Anyone Trump nominates is going to threaten Roe v. Wade. Kavanaugh would at least make plain the power dynamics behind forced pregnancy. We would lose Roe because a president who boasted of sexual assault, elected against the wishes of the majority of female voters, was able to give a lifetime Supreme Court appointment to an ex-frat boy credibly accused of attempted rape. Kavanaugh, helped by an all-male Republican caucus on the Judiciary Committee, would join Clarence Thomas, whose confirmation hearing helped make the phrase “sexual harassment” a household term. They and three other men would likely vote against the court’s three women. The brute imposition of patriarchy would be undeniable.
If the Kavanaugh nomination goes forward, it’s because Trump and his allies believe that a certain class of men accused of sexual assault deserve impunity. The question now is whether any Republican senators believe otherwise.

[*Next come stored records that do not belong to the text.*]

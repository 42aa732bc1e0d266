// src/services/metrics_service.rs

use crate::models::config::{Configuracao, Parametros};
use crate::models::dashboard::MetricasDerivadas;

// Regras de negócio fixas do painel. Função pura: mesmo estado de
// entrada produz sempre as mesmas métricas, sem I/O.
pub fn calcular_metricas(
    config: &Configuracao,
    parametros: &Parametros,
    previsao_termino: &str,
) -> MetricasDerivadas {
    let primeira = config.finalizado_primeira_contagem;
    let segunda = config.finalizado_segunda_contagem;
    let novos = config.itens_novos;
    let total_config = config.total;
    let dias_uteis = parametros.dias_uteis;

    let skus_restante_segunda = primeira + novos * 2.0;
    let skus_restante_primeira = novos;
    let skus_segunda_concluida = segunda;
    let total_skus_estoque = total_config + novos;

    // Dia parcial conta como dia cheio de trabalho.
    let meta_contagem_diaria = if dias_uteis > 0.0 {
        (skus_restante_segunda / dias_uteis).ceil()
    } else {
        0.0
    };

    // Denominador zero produz 0, nunca NaN/Infinity.
    let percentual = |parte: f64| {
        if total_skus_estoque > 0.0 {
            arredondar2(parte / total_skus_estoque * 100.0)
        } else {
            0.0
        }
    };

    MetricasDerivadas {
        total_skus_estoque,
        skus_restante_segunda,
        skus_segunda_concluida,
        percentual_sem_contagem: percentual(skus_restante_segunda),
        percentual_contado_segunda: percentual(skus_segunda_concluida),
        percentual_sem_contagem_segunda: percentual(skus_restante_primeira),
        skus_restante_primeira,
        meta_contagem_diaria,
        previsao_termino: previsao_termino.to_string(),
    }
}

// Percentuais são exibidos com duas casas decimais.
fn arredondar2(valor: f64) -> f64 {
    (valor * 100.0).round() / 100.0
}

#[cfg(test)]
mod tests {
    use super::*;

    fn config_exemplo() -> Configuracao {
        Configuracao {
            finalizado_primeira_contagem: 10.0,
            finalizado_segunda_contagem: 5.0,
            itens_novos: 3.0,
            total: 50.0,
        }
    }

    #[test]
    fn exemplo_de_referencia() {
        let parametros = Parametros {
            dias_normal: 0.0,
            dias_uteis: 4.0,
        };
        let metricas = calcular_metricas(&config_exemplo(), &parametros, "");

        assert_eq!(metricas.skus_restante_segunda, 16.0);
        assert_eq!(metricas.meta_contagem_diaria, 4.0);
        assert_eq!(metricas.total_skus_estoque, 53.0);
        assert_eq!(metricas.skus_restante_primeira, 3.0);
        assert_eq!(metricas.skus_segunda_concluida, 5.0);
        assert_eq!(metricas.percentual_sem_contagem, 30.19);
        assert_eq!(metricas.percentual_contado_segunda, 9.43);
        assert_eq!(metricas.percentual_sem_contagem_segunda, 5.66);
    }

    #[test]
    fn meta_diaria_usa_teto() {
        let parametros = Parametros {
            dias_normal: 0.0,
            dias_uteis: 5.0,
        };
        // 16 / 5 = 3.2 → 4 dias de trabalho.
        let metricas = calcular_metricas(&config_exemplo(), &parametros, "");
        assert_eq!(metricas.meta_contagem_diaria, 4.0);
    }

    #[test]
    fn dias_uteis_zero_zera_a_meta() {
        let parametros = Parametros::default();
        let metricas = calcular_metricas(&config_exemplo(), &parametros, "");
        assert_eq!(metricas.meta_contagem_diaria, 0.0);
    }

    #[test]
    fn estoque_zero_zera_todos_os_percentuais() {
        let config = Configuracao::default();
        let parametros = Parametros {
            dias_normal: 0.0,
            dias_uteis: 4.0,
        };
        let metricas = calcular_metricas(&config, &parametros, "");
        assert_eq!(metricas.percentual_sem_contagem, 0.0);
        assert_eq!(metricas.percentual_contado_segunda, 0.0);
        assert_eq!(metricas.percentual_sem_contagem_segunda, 0.0);
    }

    #[test]
    fn funcao_e_pura() {
        let parametros = Parametros {
            dias_normal: 2.0,
            dias_uteis: 4.0,
        };
        let primeira_execucao = calcular_metricas(&config_exemplo(), &parametros, "10/10");
        let segunda_execucao = calcular_metricas(&config_exemplo(), &parametros, "10/10");
        assert_eq!(primeira_execucao, segunda_execucao);
        assert_eq!(primeira_execucao.previsao_termino, "10/10");
    }
}
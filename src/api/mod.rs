// src/api/mod.rs

pub mod client;
pub use client::{BackendApi, HttpBackendApi};
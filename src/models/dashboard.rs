// src/models/dashboard.rs

use serde::{Deserialize, Serialize};

use crate::models::config::{Configuracao, ConfiguracaoParcial, Parametros, ParametrosParciais};

// --- 1. Métricas derivadas (somente leitura, recalculadas a cada edição) ---
#[derive(Debug, Clone, Default, PartialEq, Serialize)]
#[serde(rename_all = "camelCase")]
pub struct MetricasDerivadas {
    pub total_skus_estoque: f64,
    pub skus_restante_segunda: f64,
    pub skus_segunda_concluida: f64,
    pub percentual_sem_contagem: f64,
    pub percentual_contado_segunda: f64,
    pub percentual_sem_contagem_segunda: f64,
    pub skus_restante_primeira: f64,
    pub meta_contagem_diaria: f64,
    // Campo de texto livre, repassado como digitado.
    pub previsao_termino: String,
}

// --- 2. Payload de salvamento do dashboard (POST /api/dashboard) ---
#[derive(Debug, Clone, Serialize)]
#[serde(rename_all = "camelCase")]
pub struct DashboardPayload {
    pub metrics: MetricasDerivadas,
    pub config: Configuracao,
    pub parameters: Parametros,
}

// --- 3. Resposta do backend ---
// Todos os campos são opcionais; só o que vier preenchido é mesclado
// de volta no estado local.
#[derive(Debug, Clone, Default, Deserialize)]
#[serde(rename_all = "camelCase")]
pub struct DashboardResposta {
    pub data_atualizacao: Option<String>,
    pub armazem: Option<String>,
    pub configuracoes: Option<ConfiguracaoParcial>,
    pub parameters: Option<ParametrosParciais>,
}
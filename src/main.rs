// src/main.rs

use std::path::Path;
use std::sync::Arc;

use tokio::io::{AsyncBufReadExt, BufReader};
use tokio::sync::mpsc::UnboundedSender;

use painel_contagem::config::AppState;
use painel_contagem::models::comandos::{
    CampoConfiguracao, CampoParametro, Comando, Notificacao,
};
use painel_contagem::models::graficos::{ArquivoCandidato, SlotGrafico, mime_da_extensao};
use painel_contagem::services::graficos_service::ClipboardIndisponivel;

// Driver headless do controlador: lê comandos de texto do stdin e imprime
// as notificações que a sessão emite. Toda a lógica fica na biblioteca.
#[tokio::main]
async fn main() {
    // Inicializa o logger.
    tracing_subscriber::fmt().with_target(false).compact().init();

    let app_state = AppState::new().expect("Falha ao montar o estado da aplicação.");

    let (controlador, tx_comandos, rx_comandos, mut rx_notificacoes) =
        app_state.montar_controlador(Arc::new(ClipboardIndisponivel));

    let sessao = tokio::spawn(controlador.executar(rx_comandos));

    tokio::spawn(async move {
        while let Some(notificacao) = rx_notificacoes.recv().await {
            match notificacao {
                Notificacao::Alerta(mensagem) => eprintln!("[alerta] {mensagem}"),
                Notificacao::Info(mensagem) => println!("[info] {mensagem}"),
            }
        }
    });

    let mut linhas = BufReader::new(tokio::io::stdin()).lines();
    while let Ok(Some(linha)) = linhas.next_line().await {
        if !processar_linha(linha.trim(), &tx_comandos).await {
            break;
        }
    }

    let _ = tx_comandos.send(Comando::Encerrar);
    let _ = sessao.await;
}

// Devolve false quando o usuário pede para encerrar.
async fn processar_linha(linha: &str, tx: &UnboundedSender<Comando>) -> bool {
    let mut partes = linha.splitn(3, ' ');
    let verbo = partes.next().unwrap_or("");
    let arg1 = partes.next().unwrap_or("");
    let arg2 = partes.next().unwrap_or("");

    let comando = match verbo {
        "" => return true,
        "sair" => return false,

        "segunda" => Comando::EditarContador {
            campo: CampoConfiguracao::FinalizadoSegundaContagem,
            valor: arg1.to_string(),
        },
        "primeira" => Comando::EditarContador {
            campo: CampoConfiguracao::FinalizadoPrimeiraContagem,
            valor: arg1.to_string(),
        },
        "novos" => Comando::EditarContador {
            campo: CampoConfiguracao::ItensNovos,
            valor: arg1.to_string(),
        },
        "dias-normal" => Comando::EditarParametro {
            campo: CampoParametro::DiasNormal,
            valor: arg1.to_string(),
        },
        "dias-uteis" => Comando::EditarParametro {
            campo: CampoParametro::DiasUteis,
            valor: arg1.to_string(),
        },
        "previsao" => Comando::EditarPrevisaoTermino {
            valor: format!("{arg1} {arg2}").trim().to_string(),
        },

        "salvar" => Comando::SalvarDashboard,
        "salvar-config" => Comando::SalvarConfiguracoes,

        "anexar" => {
            let Some(slot) = SlotGrafico::da_chave(arg1) else {
                eprintln!("slot desconhecido: {arg1}");
                return true;
            };
            match carregar_arquivo(arg2).await {
                Some(arquivo) => Comando::AnexarArquivos {
                    slot,
                    arquivos: vec![arquivo],
                },
                None => return true,
            }
        }
        "limpar" => {
            let Some(slot) = SlotGrafico::da_chave(arg1) else {
                eprintln!("slot desconhecido: {arg1}");
                return true;
            };
            Comando::LimparGrafico { slot }
        }
        "slot" => {
            let Some(slot) = SlotGrafico::da_chave(arg1) else {
                eprintln!("slot desconhecido: {arg1}");
                return true;
            };
            Comando::SlotAtivado { slot }
        }

        _ => {
            eprintln!(
                "comandos: segunda N | primeira N | novos N | dias-normal N | \
                 dias-uteis N | previsao TXT | salvar | salvar-config | \
                 anexar SLOT CAMINHO | limpar SLOT | slot SLOT | sair"
            );
            return true;
        }
    };

    let _ = tx.send(comando);
    true
}

async fn carregar_arquivo(caminho: &str) -> Option<ArquivoCandidato> {
    let dados = match tokio::fs::read(caminho).await {
        Ok(dados) => dados,
        Err(erro) => {
            eprintln!("não foi possível ler {caminho}: {erro}");
            return None;
        }
    };

    let caminho = Path::new(caminho);
    let extensao = caminho
        .extension()
        .and_then(|ext| ext.to_str())
        .unwrap_or("");
    let mime = mime_da_extensao(extensao).unwrap_or("application/octet-stream");
    let nome = caminho
        .file_name()
        .and_then(|nome| nome.to_str())
        .unwrap_or("")
        .to_string();

    Some(ArquivoCandidato {
        nome,
        mime: mime.to_string(),
        dados,
        modificado_em: None,
    })
}
// src/models/mod.rs

pub mod comandos;
pub mod config;
pub mod dashboard;
pub mod graficos;
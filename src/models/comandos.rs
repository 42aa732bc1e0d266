// src/models/comandos.rs

use crate::common::error::AppError;
use crate::models::config::ConfiguracaoResposta;
use crate::models::dashboard::DashboardResposta;
use crate::models::graficos::{ArquivoCandidato, SlotGrafico};

// Cada ação do usuário vira um comando tipado consumido pelo controlador,
// o que permite testar a sessão de forma determinística, sem DOM.
// As variantes `Resposta*` reentram no mesmo laço quando uma requisição
// despachada termina, mantendo toda mutação de estado em um único dono.
#[derive(Debug)]
pub enum Comando {
    // --- Edições de formulário ---
    EditarContador {
        campo: CampoConfiguracao,
        valor: String,
    },
    EditarParametro {
        campo: CampoParametro,
        valor: String,
    },
    EditarPrevisaoTermino {
        valor: String,
    },

    // --- Persistência ---
    SalvarConfiguracoes,
    // Ação explícita de salvar: cancela o debounce e dispara na hora.
    SalvarDashboard,
    // Emitido pelo timer de debounce ao expirar o período de silêncio.
    DispararSalvamentoSilencioso,
    RespostaConfiguracoes {
        resultado: Result<ConfiguracaoResposta, AppError>,
    },
    RespostaDashboard {
        token: u64,
        silencioso: bool,
        resultado: Result<DashboardResposta, AppError>,
    },

    // --- Gráficos ---
    // Seleção pelo seletor de arquivos ou drag-and-drop; lista vazia é no-op.
    AnexarArquivos {
        slot: SlotGrafico,
        arquivos: Vec<ArquivoCandidato>,
    },
    // Evento de paste com arquivos; o destino é o slot do menu de contexto
    // ou, na ausência dele, o último slot ativo.
    ColarArquivos {
        arquivos: Vec<ArquivoCandidato>,
    },
    // Leitura programática do clipboard a partir do menu de contexto.
    ColarDaAreaDeTransferencia,
    LimparGrafico {
        slot: SlotGrafico,
    },

    // --- Rastreamento de slot ativo ---
    SlotAtivado {
        slot: SlotGrafico,
    },
    AbrirMenuContexto {
        slot: SlotGrafico,
    },
    FecharMenuContexto,

    Encerrar,
}

#[derive(Debug, Clone, Copy, PartialEq, Eq)]
pub enum CampoConfiguracao {
    FinalizadoSegundaContagem,
    FinalizadoPrimeiraContagem,
    ItensNovos,
}

#[derive(Debug, Clone, Copy, PartialEq, Eq)]
pub enum CampoParametro {
    DiasNormal,
    DiasUteis,
}

// Notificações emitidas pela sessão para a camada de apresentação.
#[derive(Debug, Clone, PartialEq, Eq)]
pub enum Notificacao {
    Alerta(String),
    Info(String),
}
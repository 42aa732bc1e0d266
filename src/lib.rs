// src/lib.rs

// Controlador de estado do painel de contagem de estoque.
//
// O núcleo fica em `services::session_service`: uma sessão única que consome
// comandos tipados, recalcula as métricas derivadas de forma síncrona e
// persiste o estado no backend com debounce e guarda de ordenação.

pub mod api;
pub mod common;
pub mod config;
pub mod models;
pub mod services;
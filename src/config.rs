// src/config.rs

use std::env;
use std::sync::Arc;
use std::time::Duration;

use tokio::sync::mpsc::{self, UnboundedReceiver, UnboundedSender};

use crate::api::{BackendApi, HttpBackendApi};
use crate::models::comandos::{Comando, Notificacao};
use crate::services::graficos_service::Clipboard;
use crate::services::session_service::DashboardController;
use crate::services::sync_service::{INTERVALO_DEBOUNCE_PADRAO, SyncService};

#[derive(Clone)]
pub struct AppState {
    pub api: Arc<dyn BackendApi>,
    pub intervalo_debounce: Duration,
}

impl AppState {
    // A assinatura retorna um Result: se a configuração do ambiente
    // estiver quebrada, a aplicação não deve iniciar.
    pub fn new() -> anyhow::Result<Self> {
        dotenvy::dotenv().ok();

        let base_url =
            env::var("DASHBOARD_API_URL").unwrap_or_else(|_| "http://localhost:3000".to_string());

        let intervalo_debounce = match env::var("DEBOUNCE_MS") {
            Ok(valor) => Duration::from_millis(valor.parse()?),
            Err(_) => INTERVALO_DEBOUNCE_PADRAO,
        };

        let http = reqwest::Client::new();
        let api: Arc<dyn BackendApi> = Arc::new(HttpBackendApi::new(http, base_url.clone()));

        tracing::info!(%base_url, ?intervalo_debounce, "estado da aplicação montado");

        Ok(Self {
            api,
            intervalo_debounce,
        })
    }

    /// Monta o controlador e seus canais. Devolve o transmissor de comandos
    /// e o receptor de notificações para a camada de apresentação.
    pub fn montar_controlador(
        &self,
        clipboard: Arc<dyn Clipboard>,
    ) -> (
        DashboardController,
        UnboundedSender<Comando>,
        UnboundedReceiver<Comando>,
        UnboundedReceiver<Notificacao>,
    ) {
        let (tx_comandos, rx_comandos) = mpsc::unbounded_channel();
        let (tx_notificacoes, rx_notificacoes) = mpsc::unbounded_channel();

        let sync = SyncService::new(self.intervalo_debounce, tx_comandos.clone());
        let controlador = DashboardController::new(
            Arc::clone(&self.api),
            clipboard,
            sync,
            tx_comandos.clone(),
            tx_notificacoes,
        );

        (controlador, tx_comandos, rx_comandos, rx_notificacoes)
    }
}
// src/common/num.rs

// Coerção numérica total: nunca falha, nunca produz NaN/Infinity.
// É aplicada antes de qualquer aritmética do painel, então todo o
// restante do código pode assumir valores finitos.

/// Converte texto arbitrário em número. Vazio, só espaços ou
/// não-numérico viram `0.0`; valores não finitos também.
pub fn para_numero(valor: &str) -> f64 {
    let texto = valor.trim();
    if texto.is_empty() {
        return 0.0;
    }
    match texto.parse::<f64>() {
        Ok(n) if n.is_finite() => n,
        _ => 0.0,
    }
}

/// Variante para entradas que podem estar ausentes (input nulo no formulário).
pub fn para_numero_opt(valor: Option<&str>) -> f64 {
    valor.map(para_numero).unwrap_or(0.0)
}

#[cfg(test)]
mod tests {
    use super::*;

    #[test]
    fn vazio_e_ausente_viram_zero() {
        assert_eq!(para_numero(""), 0.0);
        assert_eq!(para_numero("   "), 0.0);
        assert_eq!(para_numero_opt(None), 0.0);
    }

    #[test]
    fn texto_invalido_vira_zero() {
        assert_eq!(para_numero("abc"), 0.0);
        assert_eq!(para_numero("12abc"), 0.0);
        assert_eq!(para_numero("NaN"), 0.0);
        assert_eq!(para_numero("inf"), 0.0);
    }

    #[test]
    fn numeros_bem_formados_preservam_o_valor() {
        assert_eq!(para_numero("42"), 42.0);
        assert_eq!(para_numero("-3.5"), -3.5);
        assert_eq!(para_numero(" 10 "), 10.0);
        assert_eq!(para_numero_opt(Some("7")), 7.0);
    }
}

All, very much on point in my opinion.  The column in the Post while satirical, is also very much on point.  Here are highlights:
“If somebody can be brought down by accusations like this, then you, me, every man certainly should be worried.” — A lawyer close to the White House, speaking to Politico.
If, apparently, a single alleged assault at a single party decades ago is to be frowned upon, then no man is safe, right?   . . . How are we going to fill our offices if this is the new rule? I bet you will say I cannot shout at women as they pass on the street before dragging them to a concrete bunker and then still expect to become governor! What next? I’m supposed to make sure everyone I have sex with is willing? If suddenly, as a country, we decide that violently attempting to assault someone is, like, bad, then that knocks out 98, maybe 99 percent of men, just going off the locker-room talk I’ve heard. . . . You’re telling me I am supposed to encounter dozens, hundreds, thousands of women in my life, some drunk and some sober and some with really good legs and just … not assault any of them?
I mean, it’s not as though they’re people, are they? At the moment of conception, yes, but then they come out Daughters, not people! They grow into objects; some become Wives or Mothers, others Hags or Crones. Then they die! If they were people, we would not expect dominion over their bodies, surely; if they were people, we would not feel entitled to their smiles. If they were people, I could read a novel with a female protagonist and not be instantly confused and alarmed.
No. They are an unintelligible something else. . . . . It would just be too terrible if they were people. Then you could not harm them with impunity. Then if you made a mistake (Boys will be boys), you would have harmed a person. Then something else would be at stake in addition to your career, and that cannot be.
If boys cannot be boys, then how can boys be men who rise to the highest offices in the land? If this stops being something you can get away with, then will anyone still be above the law?  Every man should be worried.
Sadly, the column highlights the mindset certainly of Trump and, now it seems far to many Senate Republicans.  It is a mindset that ought to disgust moral, decent people.  I hope women are paying attention and that they correctly direct their wrath at Republicans come the November midterm elections.